⟨

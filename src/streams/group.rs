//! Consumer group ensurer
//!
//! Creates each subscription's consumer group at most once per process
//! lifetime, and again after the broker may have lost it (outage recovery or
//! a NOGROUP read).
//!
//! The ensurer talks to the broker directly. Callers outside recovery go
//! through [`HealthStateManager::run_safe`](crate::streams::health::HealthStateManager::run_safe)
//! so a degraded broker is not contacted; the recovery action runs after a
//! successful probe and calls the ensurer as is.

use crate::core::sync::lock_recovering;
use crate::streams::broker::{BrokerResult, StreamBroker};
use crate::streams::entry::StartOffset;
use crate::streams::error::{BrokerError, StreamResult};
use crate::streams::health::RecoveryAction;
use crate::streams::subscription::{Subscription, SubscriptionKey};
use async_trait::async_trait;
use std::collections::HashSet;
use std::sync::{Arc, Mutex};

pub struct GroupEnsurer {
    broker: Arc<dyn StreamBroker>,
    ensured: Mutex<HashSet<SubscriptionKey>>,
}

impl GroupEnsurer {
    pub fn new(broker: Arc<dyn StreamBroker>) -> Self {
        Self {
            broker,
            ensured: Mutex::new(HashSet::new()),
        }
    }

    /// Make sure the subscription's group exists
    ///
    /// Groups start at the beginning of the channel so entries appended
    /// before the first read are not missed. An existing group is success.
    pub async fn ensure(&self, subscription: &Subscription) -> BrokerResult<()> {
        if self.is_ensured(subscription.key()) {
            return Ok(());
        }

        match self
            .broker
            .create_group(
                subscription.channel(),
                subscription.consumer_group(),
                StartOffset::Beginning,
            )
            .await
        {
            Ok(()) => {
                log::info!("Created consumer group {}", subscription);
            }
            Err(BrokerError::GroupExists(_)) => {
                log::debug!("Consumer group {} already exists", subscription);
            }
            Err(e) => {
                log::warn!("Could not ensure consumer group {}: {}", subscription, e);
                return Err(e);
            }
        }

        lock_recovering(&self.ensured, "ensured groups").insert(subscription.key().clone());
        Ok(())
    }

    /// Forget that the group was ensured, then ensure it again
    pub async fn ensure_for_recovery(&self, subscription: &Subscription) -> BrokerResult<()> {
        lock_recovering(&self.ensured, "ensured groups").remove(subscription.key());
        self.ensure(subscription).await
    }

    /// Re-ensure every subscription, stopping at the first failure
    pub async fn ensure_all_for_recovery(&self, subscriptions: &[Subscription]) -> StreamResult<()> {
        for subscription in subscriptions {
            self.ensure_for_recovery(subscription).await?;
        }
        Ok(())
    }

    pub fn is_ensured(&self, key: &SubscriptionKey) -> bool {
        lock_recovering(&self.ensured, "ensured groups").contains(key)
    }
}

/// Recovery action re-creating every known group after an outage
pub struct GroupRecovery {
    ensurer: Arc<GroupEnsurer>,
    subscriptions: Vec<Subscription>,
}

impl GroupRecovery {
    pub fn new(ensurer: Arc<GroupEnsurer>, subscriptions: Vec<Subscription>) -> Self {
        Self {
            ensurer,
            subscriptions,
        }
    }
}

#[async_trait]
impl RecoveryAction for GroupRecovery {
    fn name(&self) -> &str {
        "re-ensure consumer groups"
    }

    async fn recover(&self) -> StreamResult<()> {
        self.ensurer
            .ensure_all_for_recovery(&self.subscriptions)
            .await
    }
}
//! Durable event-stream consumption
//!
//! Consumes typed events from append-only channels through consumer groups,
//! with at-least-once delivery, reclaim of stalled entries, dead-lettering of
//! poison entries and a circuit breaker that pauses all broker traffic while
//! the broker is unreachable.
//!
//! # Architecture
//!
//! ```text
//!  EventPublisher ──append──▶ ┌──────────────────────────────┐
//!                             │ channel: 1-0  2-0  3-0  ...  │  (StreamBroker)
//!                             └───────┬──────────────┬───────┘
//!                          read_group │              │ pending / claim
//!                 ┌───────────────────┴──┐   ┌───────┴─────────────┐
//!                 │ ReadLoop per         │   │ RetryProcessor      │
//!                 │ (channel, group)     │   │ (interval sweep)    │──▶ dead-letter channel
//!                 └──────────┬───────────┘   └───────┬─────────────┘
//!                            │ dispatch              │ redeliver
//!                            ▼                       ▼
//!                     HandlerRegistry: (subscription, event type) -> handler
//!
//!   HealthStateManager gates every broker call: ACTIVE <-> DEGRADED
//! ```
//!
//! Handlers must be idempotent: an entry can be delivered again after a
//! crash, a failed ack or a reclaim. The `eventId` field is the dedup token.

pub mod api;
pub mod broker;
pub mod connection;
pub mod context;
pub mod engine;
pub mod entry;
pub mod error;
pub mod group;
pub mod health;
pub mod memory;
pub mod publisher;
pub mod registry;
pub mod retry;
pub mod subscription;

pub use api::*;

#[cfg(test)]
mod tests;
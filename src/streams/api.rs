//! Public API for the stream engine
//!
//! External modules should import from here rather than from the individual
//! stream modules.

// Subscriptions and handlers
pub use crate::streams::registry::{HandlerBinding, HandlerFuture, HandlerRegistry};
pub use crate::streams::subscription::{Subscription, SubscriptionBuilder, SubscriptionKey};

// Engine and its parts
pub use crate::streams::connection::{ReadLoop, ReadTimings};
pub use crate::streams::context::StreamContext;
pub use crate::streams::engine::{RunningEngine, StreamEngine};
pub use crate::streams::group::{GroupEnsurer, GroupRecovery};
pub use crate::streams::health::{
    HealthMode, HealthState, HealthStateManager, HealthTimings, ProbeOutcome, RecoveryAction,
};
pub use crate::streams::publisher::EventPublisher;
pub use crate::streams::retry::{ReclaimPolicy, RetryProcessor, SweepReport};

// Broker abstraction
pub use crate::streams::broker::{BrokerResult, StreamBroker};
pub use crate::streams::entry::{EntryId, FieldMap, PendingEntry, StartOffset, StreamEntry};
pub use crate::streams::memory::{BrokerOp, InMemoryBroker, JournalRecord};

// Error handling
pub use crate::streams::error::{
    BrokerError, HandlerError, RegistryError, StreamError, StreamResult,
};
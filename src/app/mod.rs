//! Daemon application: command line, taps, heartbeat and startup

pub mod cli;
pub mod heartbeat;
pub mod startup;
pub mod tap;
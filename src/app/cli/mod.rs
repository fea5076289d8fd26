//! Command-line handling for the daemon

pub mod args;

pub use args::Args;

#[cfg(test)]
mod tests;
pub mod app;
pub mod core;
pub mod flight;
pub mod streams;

⟩

Your objective>
Check each line of the material above for the string "struct". Please count those that have it and reply with the number only.

Response to the task>
2